What if I told you I had one simple question that could help put your hyperactive brain all hopped up on post-interview adrenaline to rest?

Yep! This article now sounds like an old-school scammy internet ad, but there is legitimately one weird trick to figuring out if you did everything you were supposed to do in your interview. Ready for it?

My One-Question Test to See if You Nailed Your Job Interview

If I phoned up the person who just interviewed you and I asked them “If you hire [person X], what are you buying?”, would they:

  • a) Have an answer, and
  • b) Would it be the answer you want them to have?

Easy, right?

This is my favourite question to use when I debrief my job search consulting clients after an interview because it tells me whether you did your job effectively in the interview or not.

In an interview, your job is to give them a clear and compelling picture of what you bring to the table and how it could solve their problems.

That’s it.

It’s easy to complicate our role in the interview process and think we need to do more than that, but the truth is, if we’re giving the interviewers an accurate (and positive!) look into what we can deliver for them, we’ve held up our end of the bargain.

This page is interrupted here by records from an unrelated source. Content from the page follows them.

//! Named authorization policies.
//!
//! Each policy is an explicit rule over the caller's claims:
//!
//! | Policy               | Allowed when                                                  |
//! |----------------------|---------------------------------------------------------------|
//! | `Read`               | role `Admin`, or scope `catalog.fullaccess`/`catalog.readaccess` |
//! | `Write`              | role `Admin`, or scope `catalog.fullaccess`/`catalog.writeaccess` |
//! | `CatalogReadOrAdmin` | role `Admin`, or scope `catalog.readaccess`                    |
//!
//! `CatalogReadOrAdmin` is narrower than `Read`: a caller holding only
//! `catalog.fullaccess` passes `Read` but not `CatalogReadOrAdmin`. The item
//! read endpoints use `CatalogReadOrAdmin`.

use core::str::FromStr;

use serde::Serialize;
use thiserror::Error;

use crate::{Principal, Role, Scope};

#[derive(Debug, Copy, Clone, PartialEq, Eq, Hash, Serialize)]
pub enum Policy {
    Read,
    Write,
    #[serde(rename = "CatalogReadOrAdmin")]
    ReadOrAdmin,
}

/// Declarative form of a policy: who gets in.
#[derive(Debug, Copy, Clone, PartialEq, Eq, Serialize)]
pub struct PolicyRule {
    /// Callers in the `Admin` role pass regardless of scopes.
    pub admin_role: bool,
    /// Holding any one of these scopes is enough.
    pub scopes: &'static [&'static str],
}

const READ_RULE: PolicyRule = PolicyRule {
    admin_role: true,
    scopes: &[Scope::FULL_ACCESS, Scope::READ_ACCESS],
};

const WRITE_RULE: PolicyRule = PolicyRule {
    admin_role: true,
    scopes: &[Scope::FULL_ACCESS, Scope::WRITE_ACCESS],
};

const READ_OR_ADMIN_RULE: PolicyRule = PolicyRule {
    admin_role: true,
    scopes: &[Scope::READ_ACCESS],
};

impl Policy {
    pub const ALL: [Policy; 3] = [Policy::Read, Policy::Write, Policy::ReadOrAdmin];

    /// Registered policy name.
    pub fn name(self) -> &'static str {
        match self {
            Policy::Read => "Read",
            Policy::Write => "Write",
            Policy::ReadOrAdmin => "CatalogReadOrAdmin",
        }
    }

    pub fn rule(self) -> PolicyRule {
        match self {
            Policy::Read => READ_RULE,
            Policy::Write => WRITE_RULE,
            Policy::ReadOrAdmin => READ_OR_ADMIN_RULE,
        }
    }
}

impl core::fmt::Display for Policy {
    fn fmt(&self, f: &mut core::fmt::Formatter<'_>) -> core::fmt::Result {
        f.write_str(self.name())
    }
}

#[derive(Debug, Error, Clone, PartialEq, Eq)]
#[error("unknown policy '{0}'")]
pub struct UnknownPolicy(pub String);

impl FromStr for Policy {
    type Err = UnknownPolicy;

    fn from_str(s: &str) -> Result<Self, Self::Err> {
        Policy::ALL
            .into_iter()
            .find(|p| p.name() == s)
            .ok_or_else(|| UnknownPolicy(s.to_string()))
    }
}

#[derive(Debug, Copy, Clone, PartialEq, Eq, Serialize)]
#[serde(rename_all = "snake_case")]
pub enum Decision {
    Allow,
    Deny,
}

impl Decision {
    pub fn is_allowed(self) -> bool {
        self == Decision::Allow
    }
}

#[derive(Debug, Error, Clone, PartialEq, Eq)]
pub enum AuthzError {
    #[error("forbidden: policy '{0}' not satisfied")]
    Forbidden(Policy),
}

/// Evaluate a policy against the caller's claims.
///
/// - No IO
/// - No panics
/// - Independent of any request context
pub fn evaluate(principal: &Principal, policy: Policy) -> Decision {
    let rule = policy.rule();

    if rule.admin_role && principal.is_admin() {
        return Decision::Allow;
    }

    if rule.scopes.iter().any(|s| principal.has_scope(s)) {
        Decision::Allow
    } else {
        Decision::Deny
    }
}

/// Like [`evaluate`], with a deny turned into an error.
pub fn authorize(principal: &Principal, policy: Policy) -> Result<(), AuthzError> {
    match evaluate(principal, policy) {
        Decision::Allow => Ok(()),
        Decision::Deny => Err(AuthzError::Forbidden(policy)),
    }
}

/// Auditable account of an authorization decision.
#[derive(Debug, Clone, Serialize)]
pub struct AuthorizationExplanation {
    pub policy: Policy,
    pub decision: Decision,
    pub reason: String,
    pub subject: String,
    pub roles: Vec<String>,
    pub scopes: Vec<String>,
    /// Scopes that would have satisfied the policy.
    pub accepted_scopes: Vec<String>,
}

/// Explain why a caller was (or would be) allowed or denied.
pub fn explain(principal: &Principal, policy: Policy) -> AuthorizationExplanation {
    let rule = policy.rule();
    let decision = evaluate(principal, policy);

    let reason = if rule.admin_role && principal.is_admin() {
        format!("caller has role '{}'", Role::ADMIN)
    } else if let Some(scope) = rule.scopes.iter().find(|s| principal.has_scope(s)) {
        format!("caller holds scope '{scope}'")
    } else {
        format!(
            "caller is not '{}' and holds none of {:?}",
            Role::ADMIN,
            rule.scopes
        )
    };

    AuthorizationExplanation {
        policy,
        decision,
        reason,
        subject: principal.subject().to_string(),
        roles: principal.roles().iter().map(|r| r.as_str().to_string()).collect(),
        scopes: principal.scopes().iter().map(|s| s.as_str().to_string()).collect(),
        accepted_scopes: rule.scopes.iter().map(|s| s.to_string()).collect(),
    }
}

#[cfg(test)]
mod tests {
    use super::*;

    fn caller(roles: Vec<Role>, scopes: Vec<Scope>) -> Principal {
        Principal::new("player-1", roles, scopes)
    }

    #[test]
    fn admin_passes_every_policy() {
        let admin = caller(vec![Role::admin()], vec![]);
        for policy in Policy::ALL {
            assert_eq!(evaluate(&admin, policy), Decision::Allow, "{policy}");
        }
    }

    #[test]
    fn read_scope_passes_reads_but_not_writes() {
        let reader = caller(vec![], vec![Scope::read_access()]);
        assert_eq!(evaluate(&reader, Policy::ReadOrAdmin), Decision::Allow);
        assert_eq!(evaluate(&reader, Policy::Read), Decision::Allow);
        assert_eq!(evaluate(&reader, Policy::Write), Decision::Deny);
    }

    #[test]
    fn write_scope_fails_read_or_admin() {
        let writer = caller(vec![], vec![Scope::write_access()]);
        assert_eq!(evaluate(&writer, Policy::Write), Decision::Allow);
        assert_eq!(evaluate(&writer, Policy::ReadOrAdmin), Decision::Deny);
        assert_eq!(evaluate(&writer, Policy::Read), Decision::Deny);
    }

    #[test]
    fn full_access_passes_read_but_not_read_or_admin() {
        let full = caller(vec![], vec![Scope::full_access()]);
        assert_eq!(evaluate(&full, Policy::Read), Decision::Allow);
        assert_eq!(evaluate(&full, Policy::Write), Decision::Allow);
        assert_eq!(evaluate(&full, Policy::ReadOrAdmin), Decision::Deny);
    }

    #[test]
    fn role_match_is_exact() {
        let lower = caller(vec![Role::new("admin")], vec![]);
        assert_eq!(evaluate(&lower, Policy::Write), Decision::Deny);
    }

    #[test]
    fn anonymous_claims_are_denied() {
        let nobody = caller(vec![], vec![]);
        assert_eq!(
            authorize(&nobody, Policy::Write),
            Err(AuthzError::Forbidden(Policy::Write))
        );
    }

    #[test]
    fn policy_names_parse_back() {
        for policy in Policy::ALL {
            assert_eq!(policy.name().parse::<Policy>(), Ok(policy));
        }
        assert!("Delete".parse::<Policy>().is_err());
    }

    #[test]
    fn explanation_names_the_granting_claim() {
        let reader = caller(vec![], vec![Scope::read_access()]);
        let granted = explain(&reader, Policy::ReadOrAdmin);
        assert_eq!(granted.decision, Decision::Allow);
        assert!(granted.reason.contains(Scope::READ_ACCESS));

        let denied = explain(&reader, Policy::Write);
        assert_eq!(denied.decision, Decision::Deny);
        assert_eq!(denied.accepted_scopes, vec![Scope::FULL_ACCESS, Scope::WRITE_ACCESS]);
    }

    mod proptest_tests {
        use super::*;
        use proptest::prelude::*;

        fn any_scope() -> impl Strategy<Value = Scope> {
            prop_oneof![
                Just(Scope::full_access()),
                Just(Scope::read_access()),
                Just(Scope::write_access()),
                "[a-z]{1,8}\\.[a-z]{1,8}".prop_map(Scope::new),
            ]
        }

        proptest! {
            /// Property: the admin role short-circuits every policy, whatever the scopes.
            #[test]
            fn admin_always_allowed(scopes in proptest::collection::vec(any_scope(), 0..5)) {
                let admin = caller(vec![Role::admin()], scopes);
                for policy in Policy::ALL {
                    prop_assert!(evaluate(&admin, policy).is_allowed());
                }
            }

            /// Property: anything that passes CatalogReadOrAdmin also passes Read.
            #[test]
            fn read_or_admin_is_narrower_than_read(
                admin in any::<bool>(),
                scopes in proptest::collection::vec(any_scope(), 0..5),
            ) {
                let roles = if admin { vec![Role::admin()] } else { vec![] };
                let principal = caller(roles, scopes);
                if evaluate(&principal, Policy::ReadOrAdmin).is_allowed() {
                    prop_assert!(evaluate(&principal, Policy::Read).is_allowed());
                }
            }
        }
    }
}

If you show them exactly what you can do for them and they don’t hire you, then that’s on them. There are lots of things that are totally out of your control that might mean you’re not the right fit for them. Maybe they want someone who can program Python and you don’t. Maybe they’re looking for someone who wants to travel more than you do. Maybe they’re looking for a complimentary skill fit with the rest of the team that isn’t quite you. Nothing you do in the interview is going to turn you into a Python-programming, travel-obsessed, perfectly-fitting puzzle piece, right? So it’s actually great if they decide to go in another direction.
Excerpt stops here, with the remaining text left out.